INSTRUCTIONS FOR THE TASK: From the data below, copy out every line in which the word "Option" occurs.

------ DATA UNDER STUDY ------

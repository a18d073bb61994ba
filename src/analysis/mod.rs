//! Source code analysis module.
//!
//! Parses Python source files with tree-sitter and extracts the dotted
//! module names referenced by their import statements.
//!
//! # Features
//!
//! - Plain imports: `import a.b, c as d`
//! - From-imports: `from a.b import x` (records `a.b`)
//! - Future imports: `from __future__ import annotations`
//! - Imports nested in functions, classes, conditionals and `try` blocks
//! - Rejects files that are not valid Python
//!
//! # Example
//!
//! ```ignore
//! use std::path::Path;
//! use pydepgraph::analysis::ImportAnalyzer;
//!
//! let mut analyzer = ImportAnalyzer::new()?;
//! for import in analyzer.analyze_file(Path::new("src/app/main.py"))? {
//!     println!("{} (line {})", import.module, import.line);
//! }
//! ```

pub mod imports;

pub use imports::{
    analyze_file, AnalysisError, AnalysisResult, ImportAnalyzer, ImportKind, ImportReference,
    StatementKind,
};
//! Recursive walk over a source root using walkdir.

use std::path::{Path, PathBuf};

use tracing::{debug, warn};
use walkdir::WalkDir;

/// A discovered source file.
#[derive(Debug, Clone, PartialEq, Eq)]
pub struct SourceFile {
    /// Path as produced by the walk (rooted at the configured source root).
    pub path: PathBuf,
    /// Path relative to the source root.
    pub relative_path: PathBuf,
}

/// Lazy sequence of source files under a root.
///
/// Traversal order follows the filesystem and is not stable.
pub struct SourceFiles {
    inner: Option<walkdir::IntoIter>,
    root: PathBuf,
    suffix: String,
}

impl Iterator for SourceFiles {
    type Item = SourceFile;

    fn next(&mut self) -> Option<Self::Item> {
        let walk = self.inner.as_mut()?;

        for entry in walk.by_ref() {
            let entry = match entry {
                Ok(entry) => entry,
                Err(e) => {
                    warn!(error = %e, "skipping unreadable entry");
                    continue;
                }
            };

            // Stat through symlinks so linked sources count as files.
            if !entry.path().is_file() {
                continue;
            }

            let name = entry.file_name().to_string_lossy();
            if !name.ends_with(self.suffix.as_str()) {
                continue;
            }

            let path = entry.into_path();
            let relative_path = match path.strip_prefix(&self.root) {
                Ok(rel) => rel.to_path_buf(),
                Err(_) => continue,
            };

            debug!(path = %path.display(), "discovered source file");
            return Some(SourceFile {
                path,
                relative_path,
            });
        }

        None
    }
}

/// Starts a walk of `root`, yielding files whose name ends with `suffix`.
///
/// A root that does not exist produces an empty sequence rather than an
/// error.
pub fn discover_source_files(root: &Path, suffix: &str) -> SourceFiles {
    let inner = if root.is_dir() {
        Some(WalkDir::new(root).into_iter())
    } else {
        warn!(root = %root.display(), "source root not found; no files to analyze");
        None
    };

    SourceFiles {
        inner,
        root: root.to_path_buf(),
        suffix: suffix.to_string(),
    }
}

------

ANSWER TO THE PROBLEM:
    inner: Option<walkdir::IntoIter>,
    fn next(&mut self) -> Option<Self::Item> {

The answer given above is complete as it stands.